To start with, last week I tried that peach, right? I also decided to give a plum a try. No dice. The sucker was plain and kind of bitter.

But I tried it again, and …. I sorta get what the fuss is about? It’s okay. 6/10, would recommend to someone who has poor taste in fruits, but in a world with mangoes why would you bother with plums?

This is a super easy lesson, with fruit you’re comparing sugar with sugar, but it has some actual merit. You try something once and it just might not be prepared in a way that you enjoy. Avocados and eggs is atrocious to me, but avocados on their own are damned fine to me. I wouldn’t have known that had I just let that once experience be all I had. And so, whenever I’m presented with something different, I’m going to try it. And then I’m going to try it again, albeit, just a little differently.

Don’t ask questions.

This is something I practice pretty well, which is surprising considering how analytical I am. When facing a new food, I don’t ask what it is if I can help it (easy peasy when the menu is in a language you don’t speak), let alone what part of animal it’s from, who its parents were, whether or not it just got a promotion at its animal job, or if the fruit is a popular host for insects. I just take a bite. Only then can I let my mind wander, or let my hands get to Google Translate to highlight what on earth it was that I just ate.

If I overthink, I don’t try it, so you gotta bite the bullet… and ask questions later.

“I’m sorry, uh, what is a Roe?”

Chicken heart? Oh, great.

It wasn’t that bad. Nicely seasoned, juicy meat, 8/10 would eat again.

Eat what you know with what you don’t.

I enjoy tofu, but I didn’t always, but I’d like to send a big shout out to Chipotle for making me see the possibilities.

I normally got chicken and not much else, ’cause I’m basic, but when they came out with Sofritas, I gave it a try and…now that’s what I eat. My previous exposures to tofu had me thinking it was dooomed to be bland and strangely textured. But no, I just didn’t get the right bite. Now I’m emboldened to keep eating tofu in a variety of ways -which, by the way, is the whole point of tofu, it’s a chameleon. I even tried cooking it once.

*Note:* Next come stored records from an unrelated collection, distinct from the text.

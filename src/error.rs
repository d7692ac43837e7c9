use thiserror::Error;

/// 入力ドキュメントが構造的に壊れている場合のエラー。
///
/// レコード単位の不正とは区別され、集計全体を中断する。
#[derive(Error, Debug, Clone, PartialEq, Eq)]
#[error("Invalid syntax: {message} (at byte {position})")]
pub struct MalformedInputError {
    pub message: String,
    pub position: u64,
}

impl MalformedInputError {
    /// 新しい`MalformedInputError`を返す。
    pub fn new(message: impl Into<String>, position: u64) -> Self {
        Self {
            message: message.into(),
            position,
        }
    }
}
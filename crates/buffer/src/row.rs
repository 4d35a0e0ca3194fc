// SPDX-License-Identifier: MIT
// Copyright (c) 2025 ReifyDB

use std::collections::HashMap;

use relay_type::Value;
use serde::{Deserialize, Serialize};

/// A dynamic row payload, as produced by the inbound value decoder.
///
/// The two shapes a producer may send: a sequence already aligned with the
/// schema's declared field order, or a map keyed by field name. Untagged on
/// the wire, so a JSON array decodes as `Positional` and a JSON object as
/// `Named`.
#[derive(Debug, Clone, PartialEq, Eq, Serialize, Deserialize)]
#[serde(untagged)]
pub enum Row {
	Positional(Vec<Value>),
	Named(HashMap<String, Value>),
}

impl Row {
	pub fn positional<V: Into<Value>>(values: impl IntoIterator<Item = V>) -> Self {
		Row::Positional(values.into_iter().map(Into::into).collect())
	}

	pub fn named<K: Into<String>, V: Into<Value>>(entries: impl IntoIterator<Item = (K, V)>) -> Self {
		Row::Named(entries.into_iter().map(|(k, v)| (k.into(), v.into())).collect())
	}
}

#[cfg(test)]
mod tests {
	use super::*;

	#[test]
	fn test_untagged_decode() {
		let positional: Row = serde_json::from_str(r#"[{"Int8":1},{"Utf8":"a"}]"#).unwrap();
		assert_eq!(positional, Row::positional([Value::Int8(1), Value::utf8("a")]));

		let named: Row = serde_json::from_str(r#"{"price":{"Float8":1.5}}"#).unwrap();
		assert_eq!(named, Row::named([("price", 1.5)]));
	}
}
// SPDX-License-Identifier: MIT
// Copyright (c) 2025 ReifyDB

use std::{
	fmt::{self, Display, Formatter},
	str::FromStr,
};

use serde::{Deserialize, Serialize};

use crate::error::TypeError;

/// The declared kind of a schema field.
#[derive(Clone, Copy, Debug, Hash, PartialEq, Eq, PartialOrd, Ord, Serialize, Deserialize)]
pub enum Type {
	/// A boolean: true or false.
	Boolean,
	/// An 8-byte floating point
	Float8,
	/// An 8-byte signed integer
	Int8,
	/// A UTF-8 encoded text
	Utf8,
	/// A date and time value with nanosecond precision in UTC
	DateTime,
	/// Value is not defined (think null in common programming languages)
	Undefined,
}

impl Type {
	/// The lowercase wire name, as used in schema declarations.
	pub fn name(&self) -> &'static str {
		match self {
			Type::Boolean => "bool",
			Type::Float8 => "float",
			Type::Int8 => "int",
			Type::Utf8 => "str",
			Type::DateTime => "datetime",
			Type::Undefined => "undefined",
		}
	}

	pub fn is_bool(&self) -> bool {
		matches!(self, Type::Boolean)
	}

	pub fn is_number(&self) -> bool {
		matches!(self, Type::Float8 | Type::Int8)
	}

	pub fn is_utf8(&self) -> bool {
		matches!(self, Type::Utf8)
	}

	pub fn is_temporal(&self) -> bool {
		matches!(self, Type::DateTime)
	}
}

impl Display for Type {
	fn fmt(&self, f: &mut Formatter<'_>) -> fmt::Result {
		f.write_str(self.name())
	}
}

impl FromStr for Type {
	type Err = TypeError;

	fn from_str(s: &str) -> Result<Self, Self::Err> {
		match s {
			"bool" => Ok(Type::Boolean),
			"float" => Ok(Type::Float8),
			"int" => Ok(Type::Int8),
			"str" => Ok(Type::Utf8),
			"datetime" => Ok(Type::DateTime),
			"undefined" => Ok(Type::Undefined),
			_ => Err(TypeError::UnknownType(s.to_string())),
		}
	}
}

#[cfg(test)]
mod tests {
	use super::*;

	#[test]
	fn test_name_round_trip() {
		for ty in [Type::Boolean, Type::Float8, Type::Int8, Type::Utf8, Type::DateTime, Type::Undefined] {
			assert_eq!(ty.name().parse::<Type>().unwrap(), ty);
		}
	}

	#[test]
	fn test_unknown_name() {
		assert_eq!("decimal".parse::<Type>(), Err(TypeError::UnknownType("decimal".to_string())));
	}

	#[test]
	fn test_predicates() {
		assert!(Type::Boolean.is_bool());
		assert!(Type::Float8.is_number());
		assert!(Type::Int8.is_number());
		assert!(Type::Utf8.is_utf8());
		assert!(Type::DateTime.is_temporal());
		assert!(!Type::Undefined.is_number());
	}
}
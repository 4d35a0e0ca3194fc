// SPDX-License-Identifier: MIT
// Copyright (c) 2025 ReifyDB

use thiserror::Error;

/// Data-integrity faults detected while restoring a descriptor.
///
/// Runtime mutations are silently dropped when malformed; a descriptor that
/// disagrees with itself is different. It is attributable to the
/// persistence collaborator and is surfaced instead of repaired.
#[derive(Debug, Clone, PartialEq, Eq, Error)]
pub enum DescriptorError {
	#[error("descriptor declares capacity {declared} but carries {actual} tuples")]
	CapacityMismatch { declared: i64, actual: usize },
	#[error("tuple at slot {index} has {actual} values, schema declares {expected} fields")]
	TupleArity { index: usize, expected: usize, actual: usize },
}
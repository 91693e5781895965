//! Call state detection for calldetect.
//!
//! Turns the OS's memoryless phone states into call lifecycle events:
//!
//! ```text
//! OS telephony ──► RawStateListener ──► CallStateClassifier ──► EventBus
//!   (source)          (subscribe)         (two-flag history)     (host)
//! ```
//!
//! | history      | Idle           | OffHook   | Ringing    |
//! |--------------|----------------|-----------|------------|
//! | was off-hook | `Disconnected` | `Offhook` | `Incoming` |
//! | was ringing  | `Missed`       | `Offhook` | `Incoming` |
//! | none         | -              | `Offhook` | `Incoming` |
//!
//! # Example
//!
//! ```
//! use calldetect_events::{event_names, InMemoryEventBus};
//! use calldetect_telephony::{CallDetector, DetectorConfig, HostTelephonySource};
//! use std::sync::Arc;
//!
//! let source = Arc::new(HostTelephonySource::new());
//! let bus = Arc::new(InMemoryEventBus::new());
//! let mut detector = CallDetector::new(source.clone(), bus.clone()).with_config(DetectorConfig {
//!     read_phone_number: true,
//!     ..Default::default()
//! });
//!
//! detector.start_listener().unwrap();
//! source.notify(1, Some("555-0100"));
//! source.notify(0, None);
//!
//! assert_eq!(
//!     bus.payloads_for(event_names::PHONE_CALL_STATE_UPDATE),
//!     vec!["Incoming|555-0100", "Missed|"]
//! );
//! ```

mod classifier;
mod config;
mod detector;
mod error;
mod lifecycle;
mod listener;
mod permission;
mod source;
mod state;

pub use classifier::*;
pub use config::*;
pub use detector::*;
pub use error::*;
pub use lifecycle::*;
pub use listener::*;
pub use permission::*;
pub use source::*;
pub use state::*;
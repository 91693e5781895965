use std::sync::Arc;

use calldetect_events::EventBusRef;
use calldetect_telephony::{
    emit_permission_denied, CallDetector, DetectorConfig, HostLifecycle, HostPermissionProvider,
    HostTelephonySource,
};
use tauri::{
    plugin::{Builder, TauriPlugin},
    Manager, RunEvent, Runtime,
};
use tokio::sync::Mutex;

mod commands;
mod events;

pub use events::TauriEventBus;

const PLUGIN_NAME: &str = "calldetect";

pub type SharedState = Mutex<State>;

pub struct State {
    pub(crate) detector: CallDetector,
    pub(crate) source: Arc<HostTelephonySource>,
    pub(crate) permissions: Arc<HostPermissionProvider>,
}

pub fn init<R: Runtime>() -> TauriPlugin<R, Option<DetectorConfig>> {
    Builder::<R, Option<DetectorConfig>>::new(PLUGIN_NAME)
        .invoke_handler(tauri::generate_handler![
            commands::start_listener,
            commands::stop_listener,
            commands::get_constants,
            commands::report_call_state,
            commands::report_permission,
        ])
        .setup(|app, api| {
            let config = api.config().clone().unwrap_or_default();
            tracing::info!(
                read_phone_number = config.read_phone_number,
                "calldetect plugin setup"
            );

            let source = Arc::new(HostTelephonySource::new());
            let permissions = Arc::new(HostPermissionProvider::new());
            let bus: EventBusRef = Arc::new(TauriEventBus::new(app.app_handle().clone()));
            let detector = CallDetector::new(source.clone(), bus.clone())
                .with_config(config)
                .with_permissions(permissions.clone())
                .on_permission_denied(emit_permission_denied(bus));

            app.manage(SharedState::new(State {
                detector,
                source,
                permissions,
            }));
            Ok(())
        })
        .on_event(|app, event| {
            let lifecycle = match event {
                RunEvent::Resumed => HostLifecycle::Resumed,
                RunEvent::Exit => HostLifecycle::Destroyed,
                _ => return,
            };
            forward_lifecycle(app, lifecycle);
        })
        .on_drop(|app| {
            forward_lifecycle(&app, HostLifecycle::Destroyed);
        })
        .build()
}

fn forward_lifecycle<R: Runtime>(app: &tauri::AppHandle<R>, lifecycle: HostLifecycle) {
    let Some(state) = app.try_state::<SharedState>() else {
        return;
    };
    // Lifecycle callbacks run on the event loop thread; never block it. A
    // skipped Destroyed still releases the subscription once the managed
    // state is dropped, through `CallDetector`'s `Drop`.
    let Ok(mut state_guard) = state.try_lock() else {
        tracing::warn!(?lifecycle, "calldetect state busy, skipping lifecycle event");
        return;
    };
    if let Err(e) = state_guard.detector.on_host_lifecycle(lifecycle) {
        tracing::error!("calldetect lifecycle {:?} failed: {}", lifecycle, e);
    }
}
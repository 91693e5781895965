//! Raw telephony states as reported by the OS.

use crate::error::DetectError;
use serde::{Deserialize, Serialize};

/// Instantaneous phone state. Carries no history.
#[derive(Debug, Clone, Copy, PartialEq, Eq, Hash, Serialize, Deserialize)]
pub enum RawState {
    /// No call activity.
    Idle,
    /// A call is ringing.
    Ringing,
    /// A call is dialing, active or on hold.
    OffHook,
}

impl RawState {
    pub const IDLE_CODE: i32 = 0;
    pub const RINGING_CODE: i32 = 1;
    pub const OFF_HOOK_CODE: i32 = 2;

    /// Platform state code for this state.
    pub fn code(self) -> i32 {
        match self {
            RawState::Idle => Self::IDLE_CODE,
            RawState::Ringing => Self::RINGING_CODE,
            RawState::OffHook => Self::OFF_HOOK_CODE,
        }
    }

    pub fn from_code(code: i32) -> Result<Self, DetectError> {
        match code {
            Self::IDLE_CODE => Ok(RawState::Idle),
            Self::RINGING_CODE => Ok(RawState::Ringing),
            Self::OFF_HOOK_CODE => Ok(RawState::OffHook),
            other => Err(DetectError::InvalidState(other)),
        }
    }
}

impl TryFrom<i32> for RawState {
    type Error = DetectError;

    fn try_from(code: i32) -> Result<Self, Self::Error> {
        Self::from_code(code)
    }
}
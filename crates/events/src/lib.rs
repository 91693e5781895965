//! Shared event contracts between the call detector and the host application.
//!
//! The host receives a single event, [`event_names::PHONE_CALL_STATE_UPDATE`],
//! whose payload is a plain string `eventName|phoneNumber`. This crate owns
//! both directions of that encoding so the detector and any host-side
//! consumer agree on it.
//!
//! Also provides the `EventBus` trait for decoupled event emission.

mod bus;

pub use bus::{EmittedEvent, EventBus, EventBusRef, InMemoryEventBus};

use serde::{Deserialize, Serialize};
use std::collections::BTreeMap;
use std::fmt;
use std::str::FromStr;
use thiserror::Error;

/// Separator between the event name and the phone number in a payload.
pub const PAYLOAD_DELIMITER: char = '|';

/// Higher-level call lifecycle event derived from raw phone states.
#[derive(Debug, Clone, Copy, PartialEq, Eq, Hash, Serialize, Deserialize)]
pub enum CallEvent {
    /// The phone started ringing.
    Incoming,
    /// A call is active (answered or outgoing).
    Offhook,
    /// An active call ended.
    Disconnected,
    /// A ringing call ended without ever being answered.
    Missed,
}

impl CallEvent {
    pub const ALL: [CallEvent; 4] = [
        CallEvent::Incoming,
        CallEvent::Offhook,
        CallEvent::Disconnected,
        CallEvent::Missed,
    ];

    pub fn as_str(self) -> &'static str {
        match self {
            CallEvent::Incoming => "Incoming",
            CallEvent::Offhook => "Offhook",
            CallEvent::Disconnected => "Disconnected",
            CallEvent::Missed => "Missed",
        }
    }
}

impl fmt::Display for CallEvent {
    fn fmt(&self, f: &mut fmt::Formatter<'_>) -> fmt::Result {
        f.write_str(self.as_str())
    }
}

impl FromStr for CallEvent {
    type Err = PayloadError;

    fn from_str(s: &str) -> Result<Self, Self::Err> {
        CallEvent::ALL
            .into_iter()
            .find(|event| event.as_str() == s)
            .ok_or_else(|| PayloadError::UnknownEvent(s.to_string()))
    }
}

/// Errors decoding a `PhoneCallStateUpdate` payload on the host side.
#[derive(Debug, Clone, PartialEq, Eq, Error)]
pub enum PayloadError {
    #[error("unknown call event: {0:?}")]
    UnknownEvent(String),
}

/// Event emitted to the host whenever the classifier derives a call event.
///
/// Producers: telephony crate (call detector)
/// Consumers: host application
#[derive(Debug, Clone, PartialEq, Eq, Serialize, Deserialize)]
pub struct PhoneCallStateUpdate {
    pub event: CallEvent,
    /// Phone number attached by the OS. Empty when the OS provided none.
    pub phone_number: String,
}

impl PhoneCallStateUpdate {
    pub fn new(event: CallEvent, phone_number: Option<&str>) -> Self {
        Self {
            event,
            phone_number: phone_number.unwrap_or_default().to_string(),
        }
    }

    /// Encode as `eventName|phoneNumber`.
    ///
    /// The phone number is written verbatim; a `|` inside it is not escaped.
    pub fn to_payload(&self) -> String {
        format!("{}{}{}", self.event, PAYLOAD_DELIMITER, self.phone_number)
    }

    /// Decode a payload produced by [`to_payload`](Self::to_payload).
    ///
    /// Splits on the first delimiter, so the event name is always recovered
    /// and anything after it belongs to the phone number. A payload without
    /// a delimiter is a bare event name with no number.
    pub fn from_payload(payload: &str) -> Result<Self, PayloadError> {
        let (event, phone_number) = payload
            .split_once(PAYLOAD_DELIMITER)
            .unwrap_or((payload, ""));

        Ok(Self {
            event: event.parse()?,
            phone_number: phone_number.to_string(),
        })
    }

    /// The phone number, or `None` when the OS did not provide one.
    pub fn phone_number(&self) -> Option<&str> {
        if self.phone_number.is_empty() {
            None
        } else {
            Some(&self.phone_number)
        }
    }
}

/// Event names as constants to prevent typos.
pub mod event_names {
    /// Call state update emitted to the host application.
    pub const PHONE_CALL_STATE_UPDATE: &str = "PhoneCallStateUpdate";

    /// The user refused the phone state permission. Payload is the reason
    /// string `"PERMISSION DENIED"`.
    pub const PERMISSION_DENIED: &str = "CallDetectPermissionDenied";
}

/// Read-only map of the event name literals, exposed to the host so it can
/// compare against constants instead of strings.
pub fn event_constants() -> BTreeMap<&'static str, &'static str> {
    CallEvent::ALL
        .into_iter()
        .map(|event| (event.as_str(), event.as_str()))
        .collect()
}

#[cfg(test)]
mod tests {
    use super::*;

    #[test]
    fn test_payload_with_number() {
        let update = PhoneCallStateUpdate::new(CallEvent::Incoming, Some("+15551234"));
        assert_eq!(update.to_payload(), "Incoming|+15551234");
    }

    #[test]
    fn test_payload_without_number() {
        let update = PhoneCallStateUpdate::new(CallEvent::Missed, None);
        assert_eq!(update.to_payload(), "Missed|");
        assert_eq!(update.phone_number(), None);
    }

    #[test]
    fn test_parse_payload() {
        let update = PhoneCallStateUpdate::from_payload("Disconnected|555-0100").unwrap();
        assert_eq!(update.event, CallEvent::Disconnected);
        assert_eq!(update.phone_number(), Some("555-0100"));
    }

    #[test]
    fn test_parse_payload_empty_number_is_none() {
        let update = PhoneCallStateUpdate::from_payload("Offhook|").unwrap();
        assert_eq!(update.event, CallEvent::Offhook);
        assert_eq!(update.phone_number(), None);
    }

    #[test]
    fn test_parse_payload_keeps_delimiter_in_number() {
        let update = PhoneCallStateUpdate::from_payload("Incoming|12|34").unwrap();
        assert_eq!(update.event, CallEvent::Incoming);
        assert_eq!(update.phone_number, "12|34");
    }

    #[test]
    fn test_parse_payload_without_delimiter_has_no_number() {
        let update = PhoneCallStateUpdate::from_payload("Incoming").unwrap();
        assert_eq!(update.event, CallEvent::Incoming);
        assert_eq!(update.phone_number(), None);
    }

    #[test]
    fn test_parse_payload_errors() {
        assert_eq!(
            PhoneCallStateUpdate::from_payload("Bogus"),
            Err(PayloadError::UnknownEvent("Bogus".to_string()))
        );
        assert_eq!(
            PhoneCallStateUpdate::from_payload("Ringing|555"),
            Err(PayloadError::UnknownEvent("Ringing".to_string()))
        );
    }

    #[test]
    fn test_event_constants_map_to_themselves() {
        let constants = event_constants();
        assert_eq!(constants.len(), 4);
        for (key, value) in &constants {
            assert_eq!(key, value);
        }
        assert_eq!(constants.get("Offhook"), Some(&"Offhook"));
        assert_eq!(constants.get("Missed"), Some(&"Missed"));
    }

    #[test]
    fn test_call_event_serde_uses_event_names() {
        let json = serde_json::to_string(&CallEvent::Disconnected).unwrap();
        assert_eq!(json, "\"Disconnected\"");

        let event: CallEvent = serde_json::from_str("\"Offhook\"").unwrap();
        assert_eq!(event, CallEvent::Offhook);
    }
}
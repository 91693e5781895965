//! Phone state permission checks.

use std::sync::atomic::{AtomicBool, Ordering};
use std::sync::Arc;

use calldetect_events::{event_names, EventBusRef};

use crate::config::PermissionRationale;

/// Reason string handed to the permission-denied callback.
pub const PERMISSION_DENIED: &str = "PERMISSION DENIED";

/// Host-side permission manager.
pub trait PermissionProvider: Send + Sync {
    /// Whether the phone state permission is already held.
    fn check(&self) -> bool;

    /// Prompt for the permission. Returns true if it was granted.
    fn request(&self, rationale: &PermissionRationale) -> bool;
}

/// Type alias for shared permission provider reference.
pub type PermissionProviderRef = Arc<dyn PermissionProvider>;

/// Callback invoked with [`PERMISSION_DENIED`] when the user refuses.
pub type PermissionDeniedCallback = Arc<dyn Fn(&str) + Send + Sync + 'static>;

pub fn new_permission_denied_callback<F>(f: F) -> PermissionDeniedCallback
where
    F: Fn(&str) + Send + Sync + 'static,
{
    Arc::new(f)
}

/// Callback that forwards the denial to the host as a
/// [`event_names::PERMISSION_DENIED`] event.
pub fn emit_permission_denied(bus: EventBusRef) -> PermissionDeniedCallback {
    new_permission_denied_callback(move |reason| {
        bus.emit(
            event_names::PERMISSION_DENIED,
            serde_json::Value::String(reason.to_string()),
        );
    })
}

/// Provider for hosts that grant phone state access up front.
pub struct AlwaysGranted;

impl PermissionProvider for AlwaysGranted {
    fn check(&self) -> bool {
        true
    }

    fn request(&self, _rationale: &PermissionRationale) -> bool {
        true
    }
}

/// Provider whose answer is reported by the host platform layer.
///
/// The native side shows the system prompt itself and reports the outcome
/// with [`set_granted`](Self::set_granted) before listening starts. Granted
/// until told otherwise.
pub struct HostPermissionProvider {
    granted: AtomicBool,
}

impl HostPermissionProvider {
    pub fn new() -> Self {
        Self {
            granted: AtomicBool::new(true),
        }
    }

    pub fn set_granted(&self, granted: bool) {
        self.granted.store(granted, Ordering::SeqCst);
    }
}

impl Default for HostPermissionProvider {
    fn default() -> Self {
        Self::new()
    }
}

impl PermissionProvider for HostPermissionProvider {
    fn check(&self) -> bool {
        self.granted.load(Ordering::SeqCst)
    }

    fn request(&self, rationale: &PermissionRationale) -> bool {
        tracing::debug!(title = %rationale.title, "phone state permission requested");
        self.check()
    }
}
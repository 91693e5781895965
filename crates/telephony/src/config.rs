//! Detector configuration.

use serde::{Deserialize, Serialize};

use crate::error::{DetectError, Result};

/// Text shown to the user when the host asks for the phone state permission.
#[derive(Debug, Clone, PartialEq, Eq, Serialize, Deserialize)]
pub struct PermissionRationale {
    pub title: String,
    pub message: String,
}

impl Default for PermissionRationale {
    fn default() -> Self {
        Self {
            title: "Phone State Permission".to_string(),
            message: "This app needs access to your phone state in order to react and/or adapt to incoming calls.".to_string(),
        }
    }
}

#[derive(Debug, Clone, Default, PartialEq, Eq, Serialize, Deserialize)]
#[serde(default)]
pub struct DetectorConfig {
    /// Forward phone numbers to the host. Reading numbers needs the phone
    /// state permission, so this also makes the detector ask for it once
    /// before its first subscription. When false every payload carries an
    /// empty number and no permission is requested.
    pub read_phone_number: bool,
    pub permission_rationale: PermissionRationale,
}

impl DetectorConfig {
    pub fn from_json(json: &str) -> Result<Self> {
        serde_json::from_str(json).map_err(|e| DetectError::Config(e.to_string()))
    }

    pub fn to_json(&self) -> Result<String> {
        serde_json::to_string(self).map_err(|e| DetectError::Config(e.to_string()))
    }
}

#[cfg(test)]
mod tests {
    use super::*;

    #[test]
    fn test_defaults() {
        let config = DetectorConfig::default();
        assert!(!config.read_phone_number);
        assert_eq!(config.permission_rationale.title, "Phone State Permission");
    }

    #[test]
    fn test_partial_json_fills_defaults() {
        let config = DetectorConfig::from_json(r#"{"read_phone_number": true}"#).unwrap();
        assert!(config.read_phone_number);
        assert_eq!(config.permission_rationale, PermissionRationale::default());
    }

    #[test]
    fn test_custom_rationale() {
        let json = r#"{"permission_rationale": {"title": "Calls", "message": "Needed"}}"#;
        let config = DetectorConfig::from_json(json).unwrap();
        assert_eq!(config.permission_rationale.title, "Calls");
        assert_eq!(config.permission_rationale.message, "Needed");
    }

    #[test]
    fn test_malformed_json_is_config_error() {
        let err = DetectorConfig::from_json("{not json").unwrap_err();
        assert!(matches!(err, DetectError::Config(_)));
    }

    #[test]
    fn test_json_roundtrip_preserves_flags() {
        let config = DetectorConfig {
            read_phone_number: true,
            permission_rationale: PermissionRationale {
                title: "Calls".to_string(),
                message: "Needed".to_string(),
            },
        };
        let parsed = DetectorConfig::from_json(&config.to_json().unwrap()).unwrap();
        assert_eq!(parsed, config);
    }
}
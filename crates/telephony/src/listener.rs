//! Raw state listener.
//!
//! Owns the subscription to the telephony source. No logic beyond
//! subscribing and unsubscribing; notifications go straight to the receiver.

use crate::error::Result;
use crate::source::{ReceiverRef, Registration, SourceRef};

pub struct RawStateListener {
    source: SourceRef,
    receiver: ReceiverRef,
    registration: Option<Registration>,
    registered: bool,
}

impl RawStateListener {
    pub fn new(source: SourceRef, receiver: ReceiverRef) -> Self {
        Self {
            source,
            receiver,
            registration: None,
            registered: false,
        }
    }

    /// Subscribe to the source. A second call while registered is a no-op.
    ///
    /// On failure the listener stays unregistered and the receiver never
    /// hears from the source.
    pub fn start(&mut self) -> Result<()> {
        if self.registered {
            tracing::warn!("raw state listener already registered");
            return Ok(());
        }

        let registration = self.source.register(self.receiver.clone())?;
        tracing::info!(registration = registration.id(), "raw state listener registered");

        self.registration = Some(registration);
        self.registered = true;
        Ok(())
    }

    /// Unsubscribe and release the handle. A no-op when not registered.
    ///
    /// The handle is released even if the source reports an error.
    pub fn stop(&mut self) -> Result<()> {
        if !self.registered {
            return Ok(());
        }
        self.registered = false;

        let Some(registration) = self.registration.take() else {
            return Ok(());
        };
        let id = registration.id();
        let result = self.source.unregister(registration);
        tracing::info!(registration = id, "raw state listener unregistered");
        result
    }

    pub fn is_registered(&self) -> bool {
        self.registered
    }
}

impl Drop for RawStateListener {
    fn drop(&mut self) {
        if let Err(e) = self.stop() {
            tracing::warn!("failed to unregister raw state listener: {}", e);
        }
    }
}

Didn’t go well, but I tried!

Point is- I’ve got to put in the effort if I want to have a better diet with more variety, let alone experience the world with all of my senses. When I travel, one of the gifts I always bring is Old Bay, I literally bring a taste of home wherever I go. I have to return the favor, and bring a taste of my travels back with me.

It can’t just be all the sweet stuff. That’s way too easy!

Are you a picky eater? What are your tips and tricks to get out of that habit?